Retention of Records

Six years

110 (1) The operator must ensure that any record required to be maintained under these Regulations is retained for a period of at least six years after the day on which the record is made.

Internal tank inspections

(2) Despite subsection (1), the records of any internal tank inspections performed under section 86 or 90 and any repair made as a result of the findings of the inspection must be retained until the day on which the next internal inspection of the tank is performed under that section.

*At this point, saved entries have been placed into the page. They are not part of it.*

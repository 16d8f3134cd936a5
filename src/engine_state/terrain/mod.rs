//! # Terrain
//!
//! The streaming core. `Terrain` owns the voxel world, the worker pool that
//! generates and meshes chunks, the shared vertex buffer with its slot
//! allocator, and the per-frame culled draw.
//!
//! ## Chunk Lifecycle
//!
//! ```text
//! Unrequested --request_chunk--> Pending --worker--> Generated (block map + ready queue)
//!     ^                                                      |
//!     |                                            upload_ready_chunks
//!     +------------ unload_chunks_not_in <------------- Resident
//! ```
//!
//! ## Threading
//!
//! Workers touch only the job queue, the block map and the ready queue. The
//! vertex buffer, allocator and mesh records belong to the thread that owns the
//! `Terrain`; uploads and draws therefore never run concurrently.

mod center_chunk;
mod stats;
mod worker;

use std::collections::{HashMap, HashSet};
use std::sync::{Arc, Mutex};
use std::thread::JoinHandle;

use anyhow::Context;
use cgmath::{Matrix4, Point3};
use log::{debug, info, warn};

pub use stats::{StatsSnapshot, StreamingStats};

use center_chunk::CenterChunk;
use worker::{spawn_workers, ReadyChunk, SharedState};

use crate::config::TerrainConfig;
use crate::core::{lock_recovering, MtResource};
use crate::engine_state::buffer_state::VertexBuffer;
use crate::engine_state::rendering::meshing::{ChunkDrawSink, ChunkMesh, FreeSlot, SlotAllocator};
use crate::engine_state::rendering::{Frustum, TextureAtlas, VERTEX_SIZE};
use crate::engine_state::task_management::ChunkJobQueue;
use crate::engine_state::voxels::block::Block;
use crate::engine_state::voxels::chunk::ChunkKey;
use crate::engine_state::voxels::height_cache::HeightCache;
use crate::engine_state::voxels::noise_system::NoiseSystem;
use crate::engine_state::voxels::world::BlockMap;

/// Streaming voxel terrain drawing into a vertex buffer of type `B`.
pub struct Terrain<B: VertexBuffer> {
    config: TerrainConfig,
    shared: Arc<SharedState>,
    workers: Vec<JoinHandle<()>>,
    buffer: B,
    allocator: SlotAllocator,
    mesh_map: HashMap<ChunkKey, ChunkMesh>,
    /// Generated chunks whose upload failed; never drawn, evicted once out of range.
    unplaced: HashSet<ChunkKey>,
}

impl<B: VertexBuffer> Terrain<B> {
    /// Validates `config`, reserves the vertex range of `buffer` and starts the workers.
    ///
    /// # Errors
    /// Invalid configuration or a worker thread that cannot be spawned.
    pub fn new(config: TerrainConfig, buffer: B) -> anyhow::Result<Self> {
        config.validate()?;
        let atlas = TextureAtlas::from_config(&config.atlas).context("invalid texture atlas")?;

        let buffer_vertices = (buffer.capacity_bytes() / VERTEX_SIZE).min(u32::MAX as u64) as u32;
        let vertex_capacity = config.vertex_capacity.min(buffer_vertices);
        if vertex_capacity < config.vertex_capacity {
            warn!(
                "Vertex capacity clamped from {} to {} to fit the vertex buffer",
                config.vertex_capacity, vertex_capacity
            );
        }

        let shared = Arc::new(SharedState {
            queue: ChunkJobQueue::new(),
            ready: Mutex::new(Vec::new()),
            block_map: MtResource::new(BlockMap::new()),
            center: CenterChunk::new(ChunkKey::default()),
            heights: HeightCache::new(NoiseSystem::new(config.seed), config.height_cache_columns),
            atlas,
            stream_radius: config.stream_radius,
            stats: StreamingStats::default(),
        });
        let workers = spawn_workers(config.worker_count, &shared)?;

        info!(
            "Terrain ready: seed {}, radius {}, {} vertices of buffer space",
            config.seed, config.stream_radius, vertex_capacity
        );

        Ok(Self {
            config,
            shared,
            workers,
            buffer,
            allocator: SlotAllocator::new(vertex_capacity),
            mesh_map: HashMap::new(),
            unplaced: HashSet::new(),
        })
    }

    /// Queues `key` for generation, prioritised by its distance to `center`.
    ///
    /// # Returns
    /// `false` (and does nothing) if the chunk is already pending or generated,
    /// or lies outside i32 world space.
    pub fn request_chunk(&self, key: ChunkKey, center: ChunkKey) -> bool {
        if !key.is_representable() {
            warn!("Refusing chunk {:?}: outside world coordinate range", key);
            return false;
        }
        // Workers insert into the block map before clearing the pending mark, so
        // checking pending first cannot miss a chunk that is between the two.
        if self.shared.queue.is_pending(&key) {
            return false;
        }
        if self.shared.block_map.get().contains(&key) {
            return false;
        }

        let queued = self.shared.queue.push(key, key.manhattan_distance(&center));
        if queued {
            self.shared.stats.record_requested();
        }
        queued
    }

    /// Tells the workers where the viewer is; jobs further than the stream
    /// radius from it are dropped when dequeued.
    pub fn set_center_chunk(&self, center: ChunkKey) {
        self.shared.center.store(center);
    }

    pub fn center_chunk(&self) -> ChunkKey {
        self.shared.center.load()
    }

    /// Moves every finished chunk into the vertex buffer and makes it resident.
    ///
    /// Never blocks on the workers. A chunk that does not fit is logged and left
    /// undrawn; its voxel data stays in the block map.
    ///
    /// # Returns
    /// The number of chunks made resident.
    pub fn upload_ready_chunks(&mut self) -> usize {
        let ready = std::mem::take(&mut *lock_recovering(&self.shared.ready));
        let mut uploaded = 0;

        for ReadyChunk { key, vertices } in ready {
            if self.mesh_map.contains_key(&key) {
                continue;
            }

            let count = vertices.len() as u32;
            if count == 0 {
                self.mesh_map.insert(key, ChunkMesh::new(key, 0, 0));
                self.shared.stats.record_uploaded();
                uploaded += 1;
                continue;
            }

            let Some(offset) = self.allocator.allocate_chunk_slot(count) else {
                warn!("No vertex buffer space for chunk {:?} ({} vertices)", key, count);
                self.shared.stats.record_allocation_failure();
                self.unplaced.insert(key);
                continue;
            };

            let bytes: &[u8] = bytemuck::cast_slice(&vertices);
            if let Err(err) = self.buffer.upload_sub_range(offset as u64 * VERTEX_SIZE, bytes) {
                warn!("Upload of chunk {:?} failed: {:#}", key, err);
                self.allocator.free_chunk_slot(offset, count);
                self.shared.stats.record_allocation_failure();
                self.unplaced.insert(key);
                continue;
            }

            debug!("Uploaded chunk {:?}: {} vertices at {}", key, count, offset);
            self.mesh_map.insert(key, ChunkMesh::new(key, offset, count));
            self.shared.stats.record_uploaded();
            uploaded += 1;
        }

        uploaded
    }

    /// Evicts every resident chunk whose key is not in `active`: its vertex range
    /// goes back to the free list and its voxel data leaves the block map.
    ///
    /// # Returns
    /// The number of chunks evicted.
    pub fn unload_chunks_not_in(&mut self, active: &HashSet<ChunkKey>) -> usize {
        let evicted: Vec<ChunkKey> = self
            .mesh_map
            .keys()
            .filter(|key| !active.contains(key))
            .copied()
            .collect();

        let mut block_map = self.shared.block_map.get_mut();
        for key in &evicted {
            if let Some(mesh) = self.mesh_map.remove(key) {
                self.allocator.free_chunk_slot(mesh.vertex_offset, mesh.vertex_count);
            }
            block_map.remove(key);
        }

        let before = self.unplaced.len();
        self.unplaced.retain(|key| {
            if active.contains(key) {
                return true;
            }
            block_map.remove(key);
            false
        });
        drop(block_map);

        let total = evicted.len() + (before - self.unplaced.len());
        if total > 0 {
            debug!("Evicted {} chunks", total);
            self.shared.stats.record_evicted(total as u64);
        }
        total
    }

    /// Draws every resident, non-empty chunk whose bounds intersect the view frustum.
    ///
    /// # Returns
    /// The number of chunks drawn.
    pub fn draw<S: ChunkDrawSink>(
        &self,
        projection: Matrix4<f32>,
        view: Matrix4<f32>,
        sink: &mut S,
    ) -> usize {
        let frustum = Frustum::from_matrix(projection * view);
        sink.bind();

        let mut drawn = 0;
        for mesh in self.mesh_map.values() {
            if mesh.is_empty() {
                continue;
            }
            let (min, max) = mesh.bounds();
            if frustum.intersects_aabb(min, max) {
                sink.draw_arrays(mesh.vertex_offset, mesh.vertex_count, mesh);
                drawn += 1;
            }
        }
        drawn
    }

    /// Keys within the stream radius of `center` and inside the vertical band,
    /// nearest first.
    pub fn active_keys(&self, center: ChunkKey) -> Vec<ChunkKey> {
        let radius = self.config.stream_radius;
        let mut keys = Vec::new();
        for y in self.config.min_chunk_y..=self.config.max_chunk_y {
            let dy = (y - center.y).abs();
            if dy > radius {
                continue;
            }
            let rest = radius - dy;
            for dx in -rest..=rest {
                let rest_z = rest - dx.abs();
                for dz in -rest_z..=rest_z {
                    keys.push(ChunkKey::new(
                        center.x.saturating_add(dx),
                        y,
                        center.z.saturating_add(dz),
                    ));
                }
            }
        }
        keys.sort_by_key(|key| key.manhattan_distance(&center));
        keys
    }

    /// One streaming step around a viewer: recentre, request everything in
    /// range, evict everything outside, then upload what the workers finished.
    ///
    /// # Returns
    /// The number of chunks made resident by this step.
    pub fn stream_around(&mut self, viewer: Point3<f32>) -> usize {
        let center = ChunkKey::from_world_position(viewer);
        self.set_center_chunk(center);

        let keys = self.active_keys(center);
        for key in &keys {
            self.request_chunk(*key, center);
        }

        let active: HashSet<ChunkKey> = keys.into_iter().collect();
        self.unload_chunks_not_in(&active);
        self.upload_ready_chunks()
    }

    /// The generated block at world coordinate `(gx, gy, gz)`, if its chunk is in memory.
    pub fn block_at(&self, gx: i32, gy: i32, gz: i32) -> Option<Block> {
        self.shared.block_map.get().block_at(gx, gy, gz)
    }

    pub fn is_pending(&self, key: &ChunkKey) -> bool {
        self.shared.queue.is_pending(key)
    }

    pub fn pending_len(&self) -> usize {
        self.shared.queue.pending_len()
    }

    pub fn ready_len(&self) -> usize {
        lock_recovering(&self.shared.ready).len()
    }

    /// Keys currently waiting in the ready queue.
    pub fn ready_keys(&self) -> Vec<ChunkKey> {
        lock_recovering(&self.shared.ready).iter().map(|r| r.key).collect()
    }

    pub fn has_block_data(&self, key: &ChunkKey) -> bool {
        self.shared.block_map.get().contains(key)
    }

    pub fn block_map_len(&self) -> usize {
        self.shared.block_map.get().len()
    }

    pub fn mesh(&self, key: &ChunkKey) -> Option<&ChunkMesh> {
        self.mesh_map.get(key)
    }

    pub fn is_loaded(&self, key: &ChunkKey) -> bool {
        self.mesh_map.contains_key(key)
    }

    pub fn loaded_chunks(&self) -> impl Iterator<Item = &ChunkKey> {
        self.mesh_map.keys()
    }

    pub fn loaded_len(&self) -> usize {
        self.mesh_map.len()
    }

    /// Generated chunks that could not be placed in the vertex buffer.
    pub fn unplaced_len(&self) -> usize {
        self.unplaced.len()
    }

    pub fn free_slots(&self) -> &[FreeSlot] {
        self.allocator.free_slots()
    }

    pub fn allocator(&self) -> &SlotAllocator {
        &self.allocator
    }

    pub fn buffer(&self) -> &B {
        &self.buffer
    }

    pub fn config(&self) -> &TerrainConfig {
        &self.config
    }

    pub fn stats(&self) -> StatsSnapshot {
        self.shared.stats.snapshot()
    }
}

impl<B: VertexBuffer> Drop for Terrain<B> {
    fn drop(&mut self) {
        self.shared.queue.shutdown();
        for worker in self.workers.drain(..) {
            if worker.join().is_err() {
                warn!("A chunk worker panicked");
            }
        }
        info!("Terrain workers stopped");
    }
}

Electronically readable format

(3) Records that are retained electronically must be in an electronic format that is compatible with the format that is used by the Minister for the period referred to in subsection (1) or (2), as the case may be.

Location of records

(4) The records must be retained at the facility or at any other place in Canada where the records can be inspected.

Language

(5) All records that are required to be maintained under these Regulations must be in English or French or, if in another language, be accompanied by a translation into English or French and an affidavit attesting to the accuracy of the translation.

Registration of Facility

Report of registration

111 (1) The operator must submit to the Minister a report of registration of the facility that contains the following information:

  • (a) the name of the operator;
  • (b) the civic address, the name, if any, and the geographic coordinates of the facility;
  • (c) the civic address of the location where records are retained under these Regulations if it is different than that of the facility;
  • (d) the name, title, civic and postal addresses, telephone number and email address of a contact person;
  • (e) the facility’s National Pollutant Release Inventory identification numbers, if any;
  • (f) a description of the activities that the facility is engaged in;
  • (g) the inventory established under section 104, including
    • (i) for each tank listed in the inventory,
      • (A) the internal volume of the tank in m3 and the height and diameter of the tank in metres,
      • (B) the name or description of the liquid stored in the tank and the properties of that liquid, including its benzene concentration and TVP, and, if the liquid stored in the tank is an oil-water mixture, its VOC concentration as determined by any method that conforms to generally accepted engineering practices, including the use of physical simulation, standard reference texts or supplier specifications;
    • (ii) for each tank at the facility that is not listed in the inventory, that has an internal volume greater than or equal to 100 m3 and that is either currently storing or capable of storing any kind of petroleum liquid, including petroleum liquids not classified as volatile petroleum liquids,
      • (A) the internal volume of the tank in m3 and the height and diameter of the tank in metres, and
      • (B) the name or description of the liquid stored in the tank, and
    • (iii) for each loading rack listed in the inventory, the loading rack’s annual throughput of each volatile petroleum liquid and of each vehicle type for the previous calendar year; and
  • (h) the total number of tanks for which information is provided under subparagraphs (g)(i) and (ii).

Time limit — submission

(2) The operator must submit the report of registration within 30 days after the day on which the facility begins to operate.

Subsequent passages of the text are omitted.